Does anyone know of a borrower with a credit line of which he has only used 40%? The Spanish government has taken €41.3 billion from the €100-billion rescue package offered by the Eurogroup towards Spain’s banking sector restructuring. The availability of the loan expires on December 31. Both Ministers of economic affairs in Madrid have assured again and again that it won’t be necessary to tap the rest of the credit line, but the governor of the Bank of Spain, Luis de Linde, has voiced some doubts about it.
To be fair to the Spanish government, it must be said that nobody has ever announced in advance a petition of a new bailout or the intervention of a bank. This sort of decisions are reported at the moment of execution with the intention of avoiding capital flight events.

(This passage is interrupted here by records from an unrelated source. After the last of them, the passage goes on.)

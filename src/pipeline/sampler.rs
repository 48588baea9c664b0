//! Frame Sampler: a single-slot "latest frame" cache plus a rate gate that
//! decides which frames are worth sending to inference.
//!
//! Never queues — a frame that arrives before `inference_interval` has
//! elapsed since the last one forwarded is kept only as the live-preview
//! frame and dropped from the inference path.

use super::ingest::Frame;
use bytes::Bytes;
use jiff::Timestamp;
use std::time::Duration;
use tokio::sync::watch;

#[derive(Clone)]
pub struct LatestFrame {
    pub data: Bytes,
    pub captured_at: Timestamp,
}

pub struct Sampler {
    inference_interval: Duration,
    last_sent: Option<Timestamp>,
    latest_tx: watch::Sender<Option<LatestFrame>>,
}

pub struct SamplerHandle {
    pub latest_rx: watch::Receiver<Option<LatestFrame>>,
}

impl Sampler {
    /// `inference_interval_secs == 0.0` forwards every frame (no gating).
    pub fn new(inference_interval_secs: f64) -> (Self, SamplerHandle) {
        let (tx, rx) = watch::channel(None);
        let sampler = Sampler {
            inference_interval: Duration::from_secs_f64(inference_interval_secs.max(0.0)),
            last_sent: None,
            latest_tx: tx,
        };
        (sampler, SamplerHandle { latest_rx: rx })
    }

    /// Publishes `frame` as the live-preview frame, and returns it again if
    /// it should also be forwarded to inference this time.
    pub fn observe(&mut self, frame: Frame) -> Option<Frame> {
        let captured_at = frame.captured_at;
        let _ = self.latest_tx.send(Some(LatestFrame { data: frame.data.clone(), captured_at }));

        let due = match self.last_sent {
            None => true,
            Some(last) => captured_at.duration_since(last).unsigned_abs() >= self.inference_interval,
        };
        if due {
            self.last_sent = Some(captured_at);
            Some(frame)
        } else {
            None
        }
    }
}

#[cfg(test)]
mod tests {
    use super::*;

    fn frame_at(secs: i64) -> Frame {
        Frame { data: Bytes::from_static(b"x"), captured_at: Timestamp::from_second(secs).unwrap() }
    }

    #[test]
    fn first_frame_is_always_forwarded() {
        let (mut s, _h) = Sampler::new(1.0);
        assert!(s.observe(frame_at(1000)).is_some());
    }

    #[test]
    fn gates_frames_inside_the_interval() {
        let (mut s, _h) = Sampler::new(1.0);
        assert!(s.observe(frame_at(1000)).is_some());
        assert!(s.observe(frame_at(1000)).is_none()); // same instant, inside interval
    }

    #[test]
    fn forwards_again_once_interval_elapses() {
        let (mut s, _h) = Sampler::new(1.0);
        assert!(s.observe(frame_at(1000)).is_some());
        assert!(s.observe(frame_at(1001)).is_some());
    }

    #[test]
    fn zero_interval_forwards_every_frame() {
        let (mut s, _h) = Sampler::new(0.0);
        assert!(s.observe(frame_at(1000)).is_some());
        assert!(s.observe(frame_at(1000)).is_some());
    }

    #[tokio::test]
    async fn latest_frame_updates_even_when_gated() {
        let (mut s, h) = Sampler::new(1.0);
        s.observe(frame_at(1000));
        s.observe(frame_at(1000));
        assert_eq!(h.latest_rx.borrow().as_ref().unwrap().captured_at, Timestamp::from_second(1000).unwrap());
    }
}
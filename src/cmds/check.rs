//! Offline consistency check between the local index and the clip tree on
//! disk: every `clip` row should have a file at `path`, and vice versa isn't
//! checked (an orphan file is harmless; the retention sweeper never looks at
//! the filesystem independent of the index).

use crate::config::Config;
use crate::storage::StorageRoot;
use base::Error;
use bpaf::Bpaf;
use std::path::PathBuf;
use tracing::{error, info};

#[derive(Bpaf, Debug)]
#[bpaf(command("check"))]
/// Verifies the local index and clip tree agree, without starting the service.
pub struct Args {
    #[bpaf(long("config"), argument("PATH"), fallback(PathBuf::from("/etc/sentryedge.toml")))]
    config: PathBuf,
}

pub fn run(args: Args) -> Result<i32, Error> {
    base::tracing_setup::install(base::tracing_setup::LogFormat::Text);
    let config = Config::load(&args.config)?;
    let storage = StorageRoot::open(&config.data_dir)?;
    let mut db = db::open(&storage.index_db_path())?;

    let clips = db.clip().list_oldest_first()?;
    let mut missing = 0usize;
    for clip in &clips {
        if !std::path::Path::new(&clip.path).is_file() {
            error!(clip_id = %clip.id, path = %clip.path, "clip file missing from disk");
            missing += 1;
        }
    }

    info!(checked = clips.len(), missing, "clip consistency check complete");
    Ok(if missing == 0 { 0 } else { 1 })
}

In spite of the frequent denials coming from Madrid, though, using that cash–officially it isn’t called a banking rescue but “financial assistance in favourable conditions”–would be a clever thing to do. Why? Well, the clue is in those “favourable conditions,” of course.
It is just easier to use an already set up credit line for with one pays an interest rate of 0.5%, of which we also already know the conditions–the memorandum of understanding rules–and which does not add a penny to the public deficit pile and so does not derail current efforts to reach the deficit target imposed by the European Commission.
On the other hand, being on the receiving end of a rescue cash line means Spain will become a member of the Greece-like bunch of Eurozone troubled countries next to Greece, Portugal and Ireland. Logically, if Madrid taps those €6o billion, the markets will infer that Spain needs them, and if it does, even partially, the cause will be that the national banking system’s health has some problems and the Guindos decrees and the Oliver Wyman audits helped very little–nevertheless, the reality is that the Spanish banks are well provisioned, yet new capital gaps could resurface in the next months.
The stigma attached to the rescued tag, in any case, could be moderated if Brussels expands the loan’s deadline beyond December 31. Then, the European Central Bank will publish its exhaustive evaluation of the European banking industry, before becoming its single supervisor and carries out further stress tests. Some European banks with difficulties to pass them will be Spanish, but there will be Irish, Portuguese and German entities, too.
What is clear is that the markets doubt again that the European banking system has overcome its vulnerabilities.